The ways in which medical geography can be directly related to epidemiological transition theory, through the sequent occupancy model, are defined in my thesis (posted by itself and the theory discussed briefly on several pages at this site).
The present state of utilizing GIS for surveillance by the U.S. managed care systems.
We remain at this level, although I am inclined to prepare for changes in 2017. Once evidence is published for use of GIS in ways other than “descriptive”, the medical profession will be heading into the next generation of GIS use, as an analytic tool.
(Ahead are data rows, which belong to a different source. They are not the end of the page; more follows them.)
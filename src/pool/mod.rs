//! # Fixed-Size Resource Pool
//!
//! A pool of exactly `size` reusable resources — engine sessions, client
//! connections — for callers that fan work across threads without paying
//! a construction cost per request.
//!
//! ## Contract
//!
//! - `request` blocks on a condition variable until a resource is free.
//!   The wait is a real block; there is no spin-and-recheck window.
//! - A dropped lease returns its resource to the pool that issued it.
//!   `release` does the same with an ownership check: releasing a lease
//!   against a pool that did not issue it is a usage error, and the
//!   lease still drains back to its own pool.
//! - The pool never grows: every resource is created up front and leases
//!   always return to their issuing pool's slot set, so no path — not
//!   even churn under load — can push it past `size`.
//! - `shutdown` succeeds only once every lease is back; shutting down
//!   with leases outstanding is a usage error, as is requesting from a
//!   pool that is shut down.

use std::sync::atomic::{AtomicU64, Ordering};
use std::sync::Arc;

use eyre::{ensure, Result};
use parking_lot::{Condvar, Mutex};

static NEXT_POOL_ID: AtomicU64 = AtomicU64::new(1);

struct PoolState<T> {
    free: Vec<T>,
    outstanding: usize,
    closed: bool,
}

struct PoolInner<T> {
    id: u64,
    size: usize,
    state: Mutex<PoolState<T>>,
    available: Condvar,
}

impl<T> PoolInner<T> {
    fn put_back(&self, resource: T) {
        let mut state = self.state.lock();
        state.outstanding = state.outstanding.saturating_sub(1);
        if !state.closed {
            debug_assert!(state.free.len() < self.size);
            state.free.push(resource);
        }
        drop(state);
        self.available.notify_one();
    }
}

/// A blocking, fixed-size pool.
pub struct FixedPool<T> {
    inner: Arc<PoolInner<T>>,
}

impl<T> FixedPool<T> {
    /// Builds a pool of `size` resources created by `make`.
    pub fn new<F>(size: usize, mut make: F) -> Result<Self>
    where
        F: FnMut() -> Result<T>,
    {
        ensure!(size > 0, "pool size must be positive");
        let mut free = Vec::with_capacity(size);
        for _ in 0..size {
            free.push(make()?);
        }
        Ok(Self {
            inner: Arc::new(PoolInner {
                id: NEXT_POOL_ID.fetch_add(1, Ordering::Relaxed),
                size,
                state: Mutex::new(PoolState {
                    free,
                    outstanding: 0,
                    closed: false,
                }),
                available: Condvar::new(),
            }),
        })
    }

    pub fn size(&self) -> usize {
        self.inner.size
    }

    /// Blocks until a resource is free and leases it out.
    pub fn request(&self) -> Result<Lease<T>> {
        let mut state = self.inner.state.lock();
        loop {
            ensure!(!state.closed, "pool is shut down");
            if let Some(resource) = state.free.pop() {
                state.outstanding += 1;
                return Ok(Lease {
                    inner: Arc::clone(&self.inner),
                    resource: Some(resource),
                });
            }
            self.inner.available.wait(&mut state);
        }
    }

    /// Returns `lease` with an ownership check. The lease drains back to
    /// its issuing pool either way; the error only reports the misuse.
    pub fn release(&self, lease: Lease<T>) -> Result<()> {
        ensure!(
            lease.inner.id == self.inner.id,
            "cannot release a lease that this pool does not own"
        );
        drop(lease);
        Ok(())
    }

    /// Shuts the pool down. Every lease must already be back.
    pub fn shutdown(&self) -> Result<()> {
        let mut state = self.inner.state.lock();
        ensure!(
            state.outstanding == 0,
            "cannot shut down with {} lease(s) outstanding",
            state.outstanding
        );
        state.closed = true;
        state.free.clear();
        drop(state);
        self.inner.available.notify_all();
        Ok(())
    }
}

/// A leased resource; dereferences to `T` and returns to its pool on
/// drop.
pub struct Lease<T> {
    inner: Arc<PoolInner<T>>,
    resource: Option<T>,
}

impl<T> Drop for Lease<T> {
    fn drop(&mut self) {
        if let Some(resource) = self.resource.take() {
            self.inner.put_back(resource);
        }
    }
}

impl<T> std::ops::Deref for Lease<T> {
    type Target = T;

    fn deref(&self) -> &T {
        match &self.resource {
            Some(resource) => resource,
            // The resource only leaves in Drop.
            None => unreachable!("lease accessed after drop"),
        }
    }
}

impl<T> std::ops::DerefMut for Lease<T> {
    fn deref_mut(&mut self) -> &mut T {
        match &mut self.resource {
            Some(resource) => resource,
            None => unreachable!("lease accessed after drop"),
        }
    }
}
//! # Atomic Operations
//!
//! An atomic operation stages writes against the engine without making
//! them visible, watches the version of everything it reads, and commits
//! all-or-nothing: if any watched token moved since observation, the
//! commit fails and the caller may retry.
//!
//! ## State Machine
//!
//! ```text
//!            commit ok             external version change
//! ┌──────┐ ───────────> COMMITTED        │
//! │ OPEN │ ───────────> ABORTED          v
//! └──────┘    abort /          <──── NOTIFIED ── commit attempt
//!             failed commit
//! ```
//!
//! Terminal states are absorbing. Commit and abort consume the
//! operation, so double-commit is unrepresentable; `NOTIFIED` arrives
//! asynchronously through the registry and turns any later commit into
//! a clean `false`.
//!
//! ## Read-Your-Writes
//!
//! Every read folds the staged writes over the engine overlay, so an
//! operation observes its own pending mutations the way a committed
//! reader eventually will.
//!
//! ## Watches
//!
//! The first read of a region records the region token's version and
//! registers the operation as a change listener:
//!
//! - `select` / `verify` / `add` / `remove` watch the (key, record) field
//! - `find` watches the whole key (range reads see inserts anywhere)
//! - `describe` watches the whole record
//!
//! Commit acquires the watched tokens shared and the staged writes'
//! tokens exclusive — in canonical order, all-or-nothing — then takes
//! the version-broadcast latch, revalidates every watch, and applies the
//! staged writes in order. A read-then-write of the same key never
//! deadlocks: the grant is computed as one canonical set with the
//! strongest intent per token.

use std::collections::BTreeMap;
use std::sync::Arc;

use eyre::Result;
use hashbrown::HashMap;
use smallvec::SmallVec;

use super::locks::{Intent, Token};
use super::registry::OperationState;
use super::EngineShared;
use crate::bitset::LongBitSet;
use crate::db::fold_value;
use crate::types::{Action, Operator, Value, Write};

/// A staged, optimistically validated batch of reads and writes.
pub struct AtomicOperation<'a> {
    shared: &'a EngineShared,
    state: Arc<OperationState>,
    staged: SmallVec<[Write; 16]>,
    watches: HashMap<Token, i64>,
}

impl<'a> AtomicOperation<'a> {
    pub(crate) fn open(shared: &'a EngineShared) -> Self {
        Self {
            shared,
            state: OperationState::new_open(),
            staged: SmallVec::new(),
            watches: HashMap::new(),
        }
    }

    /// False once the operation was notified of a conflicting write or
    /// reached a terminal state.
    pub fn is_open(&self) -> bool {
        self.state.is_open()
    }

    /// True when a watched region changed while the operation was open.
    pub fn was_notified(&self) -> bool {
        self.state.was_notified()
    }

    /// All values of (key, record), including staged writes.
    pub fn select(&mut self, key: &str, record: i64) -> Result<Vec<Value>> {
        self.watch(Token::Field(key.to_string(), record));
        let mut values = self
            .shared
            .buffer
            .select(key, record, None, &self.shared.database)?;
        for write in &self.staged {
            if write.key == key && write.record == record {
                fold_value(&mut values, write.action, &write.value);
            }
        }
        Ok(values)
    }

    /// True iff (key, value, record) is present, including staged writes.
    pub fn verify(&mut self, key: &str, value: &Value, record: i64) -> Result<bool> {
        self.watch(Token::Field(key.to_string(), record));
        let mut present = self
            .shared
            .buffer
            .verify(key, value, record, None, &self.shared.database)?;
        for write in &self.staged {
            if write.key == key && write.record == record && &write.value == value {
                present = write.action == Action::Add;
            }
        }
        Ok(present)
    }

    /// The keys of `record` holding at least one value, including staged
    /// writes.
    pub fn describe(&mut self, record: i64) -> Result<Vec<String>> {
        self.watch(Token::Record(record));
        let mut keys = self
            .shared
            .buffer
            .describe(record, None, &self.shared.database)?;
        let staged_keys: Vec<String> = self
            .staged
            .iter()
            .filter(|w| w.record == record)
            .map(|w| w.key.clone())
            .collect();
        for key in staged_keys {
            let present = !self.select(&key, record)?.is_empty();
            let listed = keys.contains(&key);
            if present && !listed {
                keys.push(key);
            } else if !present && listed {
                keys.retain(|k| k != &key);
            }
        }
        keys.sort();
        Ok(keys)
    }

    /// The records where `key` satisfies `operator`, including staged
    /// writes. Watches the whole key, so any later write to it conflicts.
    pub fn find(
        &mut self,
        key: &str,
        operator: Operator,
        values: &[Value],
    ) -> Result<LongBitSet> {
        self.watch(Token::Key(key.to_string()));
        let matcher = operator.bind(values)?;
        let mut index: BTreeMap<Value, LongBitSet> =
            self.shared
                .buffer
                .explore(key, &matcher, None, &self.shared.database)?;
        for write in &self.staged {
            if write.key == key && matcher.matches(&write.value) {
                let records = index.entry(write.value.clone()).or_default();
                records.set_value(write.record, write.action == Action::Add);
            }
        }
        let mut records = LongBitSet::new();
        for qualifying in index.values() {
            records.union_with(qualifying);
        }
        Ok(records)
    }

    /// Stages an ADD. Returns false when the value is already present
    /// under the operation's view.
    pub fn add(&mut self, key: &str, value: Value, record: i64) -> Result<bool> {
        if self.verify(key, &value, record)? {
            return Ok(false);
        }
        self.staged.push(Write::add(key, value, record));
        Ok(true)
    }

    /// Stages a REMOVE. Returns false when the value is not present
    /// under the operation's view.
    pub fn remove(&mut self, key: &str, value: Value, record: i64) -> Result<bool> {
        if !self.verify(key, &value, record)? {
            return Ok(false);
        }
        self.staged.push(Write::remove(key, value, record));
        Ok(true)
    }

    /// Stages the replacement of every value of (key, record) with
    /// exactly `value`.
    pub fn set(&mut self, key: &str, value: Value, record: i64) -> Result<()> {
        let current = self.select(key, record)?;
        for existing in current {
            self.staged.push(Write::remove(key, existing, record));
        }
        self.staged.push(Write::add(key, value, record));
        Ok(())
    }

    /// Validates every watch and applies the staged writes in order
    /// inside a short exclusive critical section. Returns false — and
    /// closes the operation — when a watched region changed since
    /// observation.
    pub fn commit(self) -> Result<bool> {
        if !self.state.is_open() {
            return Ok(false);
        }
        self.shared.check_writable()?;

        let mut requests: Vec<(Token, Intent)> = self
            .watches
            .keys()
            .map(|token| (token.clone(), Intent::Shared))
            .collect();
        for write in &self.staged {
            for token in Token::for_write(&write.key, write.record) {
                requests.push((token, Intent::Exclusive));
            }
        }

        let _grant = self.shared.locks.acquire(requests);
        let _latch = self.shared.commit_latch.lock();
        if !self.state.is_open() {
            return Ok(false);
        }
        for (token, observed) in &self.watches {
            if self.shared.registry.version_of(token) > *observed {
                self.state.close();
                return Ok(false);
            }
        }
        for write in &self.staged {
            self.shared.apply(write.clone())?;
        }
        self.state.close();
        Ok(true)
    }

    /// Discards the staged writes and closes.
    pub fn abort(self) {
        self.state.close();
    }

    fn watch(&mut self, token: Token) {
        if self.watches.contains_key(&token) {
            return;
        }
        let observed = self.shared.registry.version_of(&token);
        self.shared
            .registry
            .observe(token.clone(), &self.state, observed);
        self.watches.insert(token, observed);
    }
}

impl Drop for AtomicOperation<'_> {
    fn drop(&mut self) {
        // Commit and abort already closed; an operation dropped mid-flight
        // aborts implicitly.
        self.state.close();
    }
}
Famous medical geographers
There are several medical geography topics that are going to become increasingly important in 2017.
#1
Islamic culture medicine has to be further investigated, with an emphasis on Unani and non-Unani medical practices. We are provided more information about the practice of Unani medicine through the Muslim India internet sites, than through Iranian, Iraqian sites–the two philosophies do demonstrate some important subjective, cultural differences (which I must cover later).
#2
The impacts of Islamic practices (Unani and non-Unani, Sharia Law practiced) in the Middle East, on people migrating to the U.S. is going to have a profound financial and cultural impact on the U.S. health care system. Some legal impacts may be experienced and become problematic as well. The three most important issues uncovered to date are: infibulation (female circumcision) history and practice and its practice on children under 18 years of age, and especially under 9 and under 5 years of age. The younger the patient residing in the U.S., the more likely she will have received this practice while living in the U.S., by a U.S. MD or non-MD practitioner, including the use of methods practiced in some very “crude” ways (“broken bottle process”).
#3
The Obamacare PPACA plan may change or even go away, but the need to demonstrate cost improvements in healthcare will not. If the current PPACA is changed, disenrollment and increases costs may drive up epidemiological problems once again; without the development of spatial GIS methods in the American healthcare systems, we will certainly experience more unpredictable disease outbreaks, in lower income areas and in the form of in-migrated disease patterns.
#4
The BD2K (Big Data to Knowledge) plan now being initiated in health care–making available, testing, sharing and employing these larger datasets to develop more comprehensive population health research programs–will cause radical changes in the system, regardless of the program that exists. Insurance programs, if they continue practicing unengaged irresponsible, non-forward thinking healthcare practices, will ultimately lose their trustworthiness and integrity. The application of GIS to healthcare is one of the most time-saving methods for analyzing BD2K data thoroughly and completely, reporting the outcomes frequently.
#5
The numerous “genomic plans” developed to improve genome centered healthcare practices must be performed along with an equal number of “epigenomic” programs, designed to focus on the environment, neighborhood, people and health. This can only be performed using GIS or some form of Spatial analysis routines.
#6
Spatial analysis provides more accurate ways to analyze healthcare statistics. The hexagonal grid model I developed is 27% more accurate than traditional grid models. It produces smoother more realistic 3D modeling results, and is the visualization tool that must be utilized by the public medial geography sector to produce more accurate results, more rapidly than through the use of traditional modelling tools already in place.